- Exercise -
Line count for "Ordering": give how many lines in the data below contain it, with no other words.

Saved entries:
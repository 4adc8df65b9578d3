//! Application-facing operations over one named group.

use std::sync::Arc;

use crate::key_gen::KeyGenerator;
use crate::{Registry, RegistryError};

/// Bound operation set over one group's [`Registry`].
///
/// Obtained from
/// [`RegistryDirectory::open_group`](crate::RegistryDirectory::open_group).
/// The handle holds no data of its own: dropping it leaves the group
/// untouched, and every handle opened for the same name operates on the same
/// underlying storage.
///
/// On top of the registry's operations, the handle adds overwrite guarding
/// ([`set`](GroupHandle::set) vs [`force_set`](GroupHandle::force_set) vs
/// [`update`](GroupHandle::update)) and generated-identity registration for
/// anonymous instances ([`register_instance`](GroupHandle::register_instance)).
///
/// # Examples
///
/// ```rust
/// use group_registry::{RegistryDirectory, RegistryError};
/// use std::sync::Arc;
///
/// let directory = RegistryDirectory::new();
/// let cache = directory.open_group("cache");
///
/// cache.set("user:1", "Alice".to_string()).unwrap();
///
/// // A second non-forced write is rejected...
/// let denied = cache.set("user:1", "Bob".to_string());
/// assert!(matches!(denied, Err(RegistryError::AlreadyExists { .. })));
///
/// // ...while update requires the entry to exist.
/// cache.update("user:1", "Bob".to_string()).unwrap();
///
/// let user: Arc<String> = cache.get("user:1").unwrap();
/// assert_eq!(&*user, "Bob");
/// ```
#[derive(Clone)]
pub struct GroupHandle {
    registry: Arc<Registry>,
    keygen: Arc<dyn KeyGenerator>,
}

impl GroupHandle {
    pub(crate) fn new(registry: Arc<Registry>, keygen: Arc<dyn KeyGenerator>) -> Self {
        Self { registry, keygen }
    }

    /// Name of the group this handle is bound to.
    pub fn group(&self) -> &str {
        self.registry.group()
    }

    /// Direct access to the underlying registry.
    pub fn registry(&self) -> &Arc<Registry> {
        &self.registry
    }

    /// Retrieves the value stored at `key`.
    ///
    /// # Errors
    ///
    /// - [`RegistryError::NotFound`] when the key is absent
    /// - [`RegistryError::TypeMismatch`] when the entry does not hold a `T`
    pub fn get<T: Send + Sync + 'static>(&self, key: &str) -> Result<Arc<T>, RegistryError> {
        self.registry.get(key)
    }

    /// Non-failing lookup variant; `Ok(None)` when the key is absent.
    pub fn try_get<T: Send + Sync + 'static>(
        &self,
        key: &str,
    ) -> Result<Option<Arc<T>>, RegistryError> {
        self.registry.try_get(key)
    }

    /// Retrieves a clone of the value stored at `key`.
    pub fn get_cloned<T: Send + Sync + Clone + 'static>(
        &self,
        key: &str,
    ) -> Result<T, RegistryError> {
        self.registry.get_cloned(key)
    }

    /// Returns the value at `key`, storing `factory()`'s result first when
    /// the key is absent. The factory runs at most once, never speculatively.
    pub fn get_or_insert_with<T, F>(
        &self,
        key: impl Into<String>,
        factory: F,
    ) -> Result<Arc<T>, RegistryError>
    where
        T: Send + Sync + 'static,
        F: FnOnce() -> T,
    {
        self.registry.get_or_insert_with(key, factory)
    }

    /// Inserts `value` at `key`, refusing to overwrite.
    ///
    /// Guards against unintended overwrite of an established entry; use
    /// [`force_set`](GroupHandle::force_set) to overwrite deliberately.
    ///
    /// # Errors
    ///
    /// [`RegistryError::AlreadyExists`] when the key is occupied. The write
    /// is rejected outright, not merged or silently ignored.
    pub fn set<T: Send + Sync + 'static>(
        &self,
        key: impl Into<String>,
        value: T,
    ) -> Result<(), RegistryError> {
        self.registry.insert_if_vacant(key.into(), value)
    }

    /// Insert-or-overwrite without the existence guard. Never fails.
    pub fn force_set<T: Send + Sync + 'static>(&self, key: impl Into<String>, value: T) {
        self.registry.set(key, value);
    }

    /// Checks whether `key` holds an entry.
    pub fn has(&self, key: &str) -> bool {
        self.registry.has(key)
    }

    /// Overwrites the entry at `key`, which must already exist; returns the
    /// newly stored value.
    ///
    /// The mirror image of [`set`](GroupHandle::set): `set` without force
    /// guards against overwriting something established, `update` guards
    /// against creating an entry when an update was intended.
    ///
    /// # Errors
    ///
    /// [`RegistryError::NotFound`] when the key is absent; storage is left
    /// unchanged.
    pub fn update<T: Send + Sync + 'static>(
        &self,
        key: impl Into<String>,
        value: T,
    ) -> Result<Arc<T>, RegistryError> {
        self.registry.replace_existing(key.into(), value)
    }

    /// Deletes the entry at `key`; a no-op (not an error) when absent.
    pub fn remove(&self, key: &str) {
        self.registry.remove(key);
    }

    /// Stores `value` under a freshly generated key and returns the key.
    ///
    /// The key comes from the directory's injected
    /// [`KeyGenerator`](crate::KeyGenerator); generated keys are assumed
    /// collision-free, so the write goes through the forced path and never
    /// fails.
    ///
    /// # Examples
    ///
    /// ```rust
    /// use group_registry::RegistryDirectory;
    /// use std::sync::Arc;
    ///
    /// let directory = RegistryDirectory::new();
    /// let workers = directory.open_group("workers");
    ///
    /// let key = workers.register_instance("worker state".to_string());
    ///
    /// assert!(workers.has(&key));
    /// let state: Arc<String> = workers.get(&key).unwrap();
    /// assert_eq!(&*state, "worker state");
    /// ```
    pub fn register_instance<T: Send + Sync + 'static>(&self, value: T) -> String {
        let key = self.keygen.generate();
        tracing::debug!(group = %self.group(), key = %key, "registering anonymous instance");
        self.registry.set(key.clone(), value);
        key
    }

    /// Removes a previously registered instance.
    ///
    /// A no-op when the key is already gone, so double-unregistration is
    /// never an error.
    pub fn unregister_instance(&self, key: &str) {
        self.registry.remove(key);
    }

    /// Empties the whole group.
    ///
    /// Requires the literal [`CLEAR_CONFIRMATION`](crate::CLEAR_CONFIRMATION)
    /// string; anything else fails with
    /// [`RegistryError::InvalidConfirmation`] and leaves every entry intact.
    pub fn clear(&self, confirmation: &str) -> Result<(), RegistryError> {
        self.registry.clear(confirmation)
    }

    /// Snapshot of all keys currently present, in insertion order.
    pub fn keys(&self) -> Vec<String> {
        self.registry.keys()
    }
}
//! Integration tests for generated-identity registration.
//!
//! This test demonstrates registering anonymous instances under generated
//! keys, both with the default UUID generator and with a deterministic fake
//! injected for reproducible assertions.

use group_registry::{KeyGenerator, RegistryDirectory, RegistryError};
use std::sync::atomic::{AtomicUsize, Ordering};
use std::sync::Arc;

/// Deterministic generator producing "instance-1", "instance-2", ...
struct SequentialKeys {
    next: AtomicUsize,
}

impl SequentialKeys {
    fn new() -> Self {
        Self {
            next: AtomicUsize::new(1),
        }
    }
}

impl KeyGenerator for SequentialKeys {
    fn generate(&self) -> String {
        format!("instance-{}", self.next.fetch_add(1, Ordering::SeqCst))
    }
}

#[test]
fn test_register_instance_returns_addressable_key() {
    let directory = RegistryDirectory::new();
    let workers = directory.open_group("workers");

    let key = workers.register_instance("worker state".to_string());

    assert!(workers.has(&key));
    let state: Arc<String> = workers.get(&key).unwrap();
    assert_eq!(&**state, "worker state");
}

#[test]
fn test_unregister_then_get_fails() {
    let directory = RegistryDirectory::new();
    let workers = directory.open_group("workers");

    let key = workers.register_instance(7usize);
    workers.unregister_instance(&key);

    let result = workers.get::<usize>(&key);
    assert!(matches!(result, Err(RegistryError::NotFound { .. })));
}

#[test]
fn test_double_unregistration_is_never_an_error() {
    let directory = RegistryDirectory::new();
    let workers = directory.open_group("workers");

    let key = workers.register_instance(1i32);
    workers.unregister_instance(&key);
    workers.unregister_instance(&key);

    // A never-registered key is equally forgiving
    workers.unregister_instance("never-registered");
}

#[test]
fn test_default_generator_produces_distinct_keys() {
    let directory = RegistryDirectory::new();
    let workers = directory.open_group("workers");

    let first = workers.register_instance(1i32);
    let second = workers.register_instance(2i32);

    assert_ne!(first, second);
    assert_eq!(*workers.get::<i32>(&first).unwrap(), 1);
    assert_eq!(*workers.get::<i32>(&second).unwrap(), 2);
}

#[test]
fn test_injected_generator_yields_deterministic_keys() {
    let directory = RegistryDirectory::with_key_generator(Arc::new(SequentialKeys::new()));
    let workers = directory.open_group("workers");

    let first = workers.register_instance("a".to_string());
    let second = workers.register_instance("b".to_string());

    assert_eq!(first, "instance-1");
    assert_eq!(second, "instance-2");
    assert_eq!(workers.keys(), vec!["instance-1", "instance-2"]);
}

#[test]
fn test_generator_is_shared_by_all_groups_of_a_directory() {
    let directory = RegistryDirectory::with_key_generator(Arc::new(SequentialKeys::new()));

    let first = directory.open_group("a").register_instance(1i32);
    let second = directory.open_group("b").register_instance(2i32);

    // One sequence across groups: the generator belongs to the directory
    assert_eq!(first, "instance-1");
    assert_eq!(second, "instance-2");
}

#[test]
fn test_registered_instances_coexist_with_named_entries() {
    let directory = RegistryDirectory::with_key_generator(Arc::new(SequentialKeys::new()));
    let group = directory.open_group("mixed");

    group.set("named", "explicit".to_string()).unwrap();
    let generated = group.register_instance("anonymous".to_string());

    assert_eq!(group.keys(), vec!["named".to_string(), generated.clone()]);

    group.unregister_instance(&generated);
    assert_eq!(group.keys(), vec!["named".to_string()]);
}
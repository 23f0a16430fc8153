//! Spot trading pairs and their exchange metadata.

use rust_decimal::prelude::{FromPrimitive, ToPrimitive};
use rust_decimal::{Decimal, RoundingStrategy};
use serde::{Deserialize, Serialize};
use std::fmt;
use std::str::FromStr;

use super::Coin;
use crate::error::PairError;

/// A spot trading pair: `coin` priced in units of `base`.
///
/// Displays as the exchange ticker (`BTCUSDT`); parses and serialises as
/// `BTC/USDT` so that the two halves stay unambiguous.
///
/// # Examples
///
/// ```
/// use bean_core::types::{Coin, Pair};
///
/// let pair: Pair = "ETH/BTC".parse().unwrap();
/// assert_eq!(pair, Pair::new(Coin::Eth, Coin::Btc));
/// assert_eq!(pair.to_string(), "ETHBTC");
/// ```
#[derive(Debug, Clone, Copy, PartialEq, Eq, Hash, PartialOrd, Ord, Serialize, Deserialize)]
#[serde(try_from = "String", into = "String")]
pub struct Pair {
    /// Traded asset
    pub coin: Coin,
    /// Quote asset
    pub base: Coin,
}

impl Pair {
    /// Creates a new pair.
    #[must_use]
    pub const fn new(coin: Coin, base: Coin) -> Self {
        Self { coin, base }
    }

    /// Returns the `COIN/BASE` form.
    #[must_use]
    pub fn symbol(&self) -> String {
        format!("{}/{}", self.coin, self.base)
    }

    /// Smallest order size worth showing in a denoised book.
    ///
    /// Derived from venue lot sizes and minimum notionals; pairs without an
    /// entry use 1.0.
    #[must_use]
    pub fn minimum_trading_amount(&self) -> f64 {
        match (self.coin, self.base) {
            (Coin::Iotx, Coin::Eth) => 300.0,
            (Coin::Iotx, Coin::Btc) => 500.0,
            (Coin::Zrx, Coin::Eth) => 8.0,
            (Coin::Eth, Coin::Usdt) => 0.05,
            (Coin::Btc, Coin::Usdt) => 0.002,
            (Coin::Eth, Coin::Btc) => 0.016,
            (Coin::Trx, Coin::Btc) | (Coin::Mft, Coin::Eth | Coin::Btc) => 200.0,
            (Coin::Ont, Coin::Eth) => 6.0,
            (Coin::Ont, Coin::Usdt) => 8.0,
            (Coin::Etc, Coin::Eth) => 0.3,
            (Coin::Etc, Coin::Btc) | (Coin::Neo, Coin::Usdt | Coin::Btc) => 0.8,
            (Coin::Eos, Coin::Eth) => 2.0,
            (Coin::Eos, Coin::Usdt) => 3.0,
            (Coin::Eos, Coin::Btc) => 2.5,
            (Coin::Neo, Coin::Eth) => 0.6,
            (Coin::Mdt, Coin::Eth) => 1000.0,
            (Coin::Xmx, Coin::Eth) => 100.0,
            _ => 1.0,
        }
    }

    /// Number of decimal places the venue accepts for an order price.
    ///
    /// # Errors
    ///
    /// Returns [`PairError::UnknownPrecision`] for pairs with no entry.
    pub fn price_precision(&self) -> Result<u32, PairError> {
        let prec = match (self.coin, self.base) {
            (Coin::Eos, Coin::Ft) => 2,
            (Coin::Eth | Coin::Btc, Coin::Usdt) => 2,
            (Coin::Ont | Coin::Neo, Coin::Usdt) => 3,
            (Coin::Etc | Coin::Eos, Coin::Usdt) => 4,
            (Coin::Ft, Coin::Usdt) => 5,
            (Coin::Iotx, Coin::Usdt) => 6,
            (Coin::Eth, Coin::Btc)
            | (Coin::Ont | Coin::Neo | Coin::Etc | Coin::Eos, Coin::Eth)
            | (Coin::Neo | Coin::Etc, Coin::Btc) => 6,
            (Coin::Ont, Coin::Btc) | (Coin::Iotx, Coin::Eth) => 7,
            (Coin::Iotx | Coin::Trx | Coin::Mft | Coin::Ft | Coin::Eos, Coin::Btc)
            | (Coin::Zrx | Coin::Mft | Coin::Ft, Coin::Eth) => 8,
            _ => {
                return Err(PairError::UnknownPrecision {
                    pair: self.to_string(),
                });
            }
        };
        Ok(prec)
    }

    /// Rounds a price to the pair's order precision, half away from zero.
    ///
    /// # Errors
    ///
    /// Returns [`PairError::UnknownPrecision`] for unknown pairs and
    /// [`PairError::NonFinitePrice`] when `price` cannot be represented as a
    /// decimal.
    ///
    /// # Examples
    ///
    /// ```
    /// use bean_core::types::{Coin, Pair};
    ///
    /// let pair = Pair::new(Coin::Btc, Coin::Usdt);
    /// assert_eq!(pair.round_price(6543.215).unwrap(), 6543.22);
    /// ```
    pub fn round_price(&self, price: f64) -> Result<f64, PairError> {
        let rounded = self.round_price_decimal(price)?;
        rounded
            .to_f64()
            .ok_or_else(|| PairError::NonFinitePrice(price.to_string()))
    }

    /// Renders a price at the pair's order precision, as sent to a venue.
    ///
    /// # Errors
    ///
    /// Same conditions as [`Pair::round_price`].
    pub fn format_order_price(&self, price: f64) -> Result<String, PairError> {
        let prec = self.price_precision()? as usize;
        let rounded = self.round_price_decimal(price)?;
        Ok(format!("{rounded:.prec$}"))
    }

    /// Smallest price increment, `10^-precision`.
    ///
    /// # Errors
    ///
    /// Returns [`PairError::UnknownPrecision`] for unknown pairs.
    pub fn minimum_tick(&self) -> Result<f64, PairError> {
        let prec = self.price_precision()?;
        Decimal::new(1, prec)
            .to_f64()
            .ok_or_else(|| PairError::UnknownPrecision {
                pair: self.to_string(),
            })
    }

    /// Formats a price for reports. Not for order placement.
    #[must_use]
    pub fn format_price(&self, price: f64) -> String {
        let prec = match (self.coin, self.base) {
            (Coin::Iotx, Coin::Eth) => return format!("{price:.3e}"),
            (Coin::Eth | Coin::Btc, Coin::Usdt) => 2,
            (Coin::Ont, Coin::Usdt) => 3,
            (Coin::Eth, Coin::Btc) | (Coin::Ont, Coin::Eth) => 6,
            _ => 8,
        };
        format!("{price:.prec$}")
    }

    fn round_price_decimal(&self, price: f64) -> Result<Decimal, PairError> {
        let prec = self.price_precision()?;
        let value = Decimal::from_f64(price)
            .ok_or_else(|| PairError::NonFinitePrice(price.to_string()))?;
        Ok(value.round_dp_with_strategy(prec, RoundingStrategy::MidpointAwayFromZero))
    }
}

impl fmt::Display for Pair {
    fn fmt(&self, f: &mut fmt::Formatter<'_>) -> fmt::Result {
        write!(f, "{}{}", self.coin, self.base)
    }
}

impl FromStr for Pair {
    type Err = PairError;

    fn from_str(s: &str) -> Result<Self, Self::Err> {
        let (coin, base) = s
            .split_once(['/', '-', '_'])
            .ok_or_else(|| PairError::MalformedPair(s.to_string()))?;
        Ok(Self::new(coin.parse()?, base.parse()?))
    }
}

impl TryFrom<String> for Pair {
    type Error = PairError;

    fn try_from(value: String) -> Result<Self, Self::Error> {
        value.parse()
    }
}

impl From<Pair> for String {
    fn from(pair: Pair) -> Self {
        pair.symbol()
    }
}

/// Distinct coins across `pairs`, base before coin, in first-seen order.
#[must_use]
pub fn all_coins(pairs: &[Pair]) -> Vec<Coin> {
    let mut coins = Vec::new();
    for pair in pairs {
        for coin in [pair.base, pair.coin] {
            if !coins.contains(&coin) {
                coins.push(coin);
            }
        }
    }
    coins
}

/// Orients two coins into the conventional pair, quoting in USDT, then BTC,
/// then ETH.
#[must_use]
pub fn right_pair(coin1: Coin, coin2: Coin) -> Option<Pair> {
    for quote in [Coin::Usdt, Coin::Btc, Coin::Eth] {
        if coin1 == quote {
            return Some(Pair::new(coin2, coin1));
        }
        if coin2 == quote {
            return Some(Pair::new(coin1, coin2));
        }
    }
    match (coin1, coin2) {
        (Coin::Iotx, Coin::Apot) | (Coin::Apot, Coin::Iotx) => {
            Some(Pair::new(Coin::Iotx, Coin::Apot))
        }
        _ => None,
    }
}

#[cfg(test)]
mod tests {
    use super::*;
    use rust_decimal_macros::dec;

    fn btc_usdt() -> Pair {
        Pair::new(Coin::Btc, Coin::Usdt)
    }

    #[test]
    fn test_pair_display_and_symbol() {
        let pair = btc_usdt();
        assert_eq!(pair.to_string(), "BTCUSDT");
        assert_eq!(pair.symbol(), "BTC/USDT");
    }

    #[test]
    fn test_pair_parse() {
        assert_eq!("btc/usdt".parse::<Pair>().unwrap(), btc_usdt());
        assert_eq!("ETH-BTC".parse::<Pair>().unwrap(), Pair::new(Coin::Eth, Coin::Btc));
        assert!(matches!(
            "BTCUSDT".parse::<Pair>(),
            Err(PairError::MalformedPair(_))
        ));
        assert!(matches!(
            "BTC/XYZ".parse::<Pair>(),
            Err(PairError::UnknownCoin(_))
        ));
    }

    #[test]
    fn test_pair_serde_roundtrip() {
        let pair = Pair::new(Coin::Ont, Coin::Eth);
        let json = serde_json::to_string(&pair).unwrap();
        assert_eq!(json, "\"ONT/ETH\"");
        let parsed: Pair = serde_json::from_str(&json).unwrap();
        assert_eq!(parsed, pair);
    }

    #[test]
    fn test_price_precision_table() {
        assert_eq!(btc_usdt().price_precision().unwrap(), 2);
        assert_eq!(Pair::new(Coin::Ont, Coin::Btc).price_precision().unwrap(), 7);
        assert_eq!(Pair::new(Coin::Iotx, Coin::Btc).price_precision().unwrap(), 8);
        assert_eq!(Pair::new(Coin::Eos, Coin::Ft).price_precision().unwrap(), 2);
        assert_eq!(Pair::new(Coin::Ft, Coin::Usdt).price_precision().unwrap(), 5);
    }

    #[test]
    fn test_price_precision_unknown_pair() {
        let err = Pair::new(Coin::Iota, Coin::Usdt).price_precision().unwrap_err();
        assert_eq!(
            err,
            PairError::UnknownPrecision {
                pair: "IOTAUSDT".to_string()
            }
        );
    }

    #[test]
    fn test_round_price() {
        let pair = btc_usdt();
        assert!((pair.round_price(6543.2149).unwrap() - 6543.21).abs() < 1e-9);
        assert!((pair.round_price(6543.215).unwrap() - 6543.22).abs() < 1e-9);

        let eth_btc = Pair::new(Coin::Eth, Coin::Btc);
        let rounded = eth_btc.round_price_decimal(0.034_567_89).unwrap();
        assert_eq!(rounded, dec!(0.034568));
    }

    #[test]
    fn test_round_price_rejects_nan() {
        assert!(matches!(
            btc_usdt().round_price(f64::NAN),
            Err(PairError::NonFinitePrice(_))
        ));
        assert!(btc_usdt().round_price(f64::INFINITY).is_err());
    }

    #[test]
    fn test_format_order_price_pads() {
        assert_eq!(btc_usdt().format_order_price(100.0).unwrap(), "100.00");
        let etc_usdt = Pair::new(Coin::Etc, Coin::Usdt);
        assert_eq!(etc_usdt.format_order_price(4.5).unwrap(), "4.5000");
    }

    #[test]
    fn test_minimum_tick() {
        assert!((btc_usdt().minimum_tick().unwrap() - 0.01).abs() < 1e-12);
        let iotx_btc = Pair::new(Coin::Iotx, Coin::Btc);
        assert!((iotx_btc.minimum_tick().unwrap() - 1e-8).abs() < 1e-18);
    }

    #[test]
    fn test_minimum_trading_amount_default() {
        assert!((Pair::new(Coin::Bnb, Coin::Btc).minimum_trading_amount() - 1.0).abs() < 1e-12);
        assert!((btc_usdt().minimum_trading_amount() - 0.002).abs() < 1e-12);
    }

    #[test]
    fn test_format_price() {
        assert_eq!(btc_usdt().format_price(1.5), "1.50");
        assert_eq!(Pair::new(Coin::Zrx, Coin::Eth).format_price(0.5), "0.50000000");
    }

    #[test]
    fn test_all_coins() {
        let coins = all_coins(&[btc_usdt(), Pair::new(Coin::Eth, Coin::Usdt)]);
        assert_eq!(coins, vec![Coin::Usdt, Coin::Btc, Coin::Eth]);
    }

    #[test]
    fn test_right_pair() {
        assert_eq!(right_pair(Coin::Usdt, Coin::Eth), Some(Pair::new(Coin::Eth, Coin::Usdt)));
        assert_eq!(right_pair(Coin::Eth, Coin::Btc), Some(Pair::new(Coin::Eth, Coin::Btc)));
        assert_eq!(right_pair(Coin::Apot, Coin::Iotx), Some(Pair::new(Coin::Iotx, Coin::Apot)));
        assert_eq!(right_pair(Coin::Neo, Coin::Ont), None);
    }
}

- Expected output -
2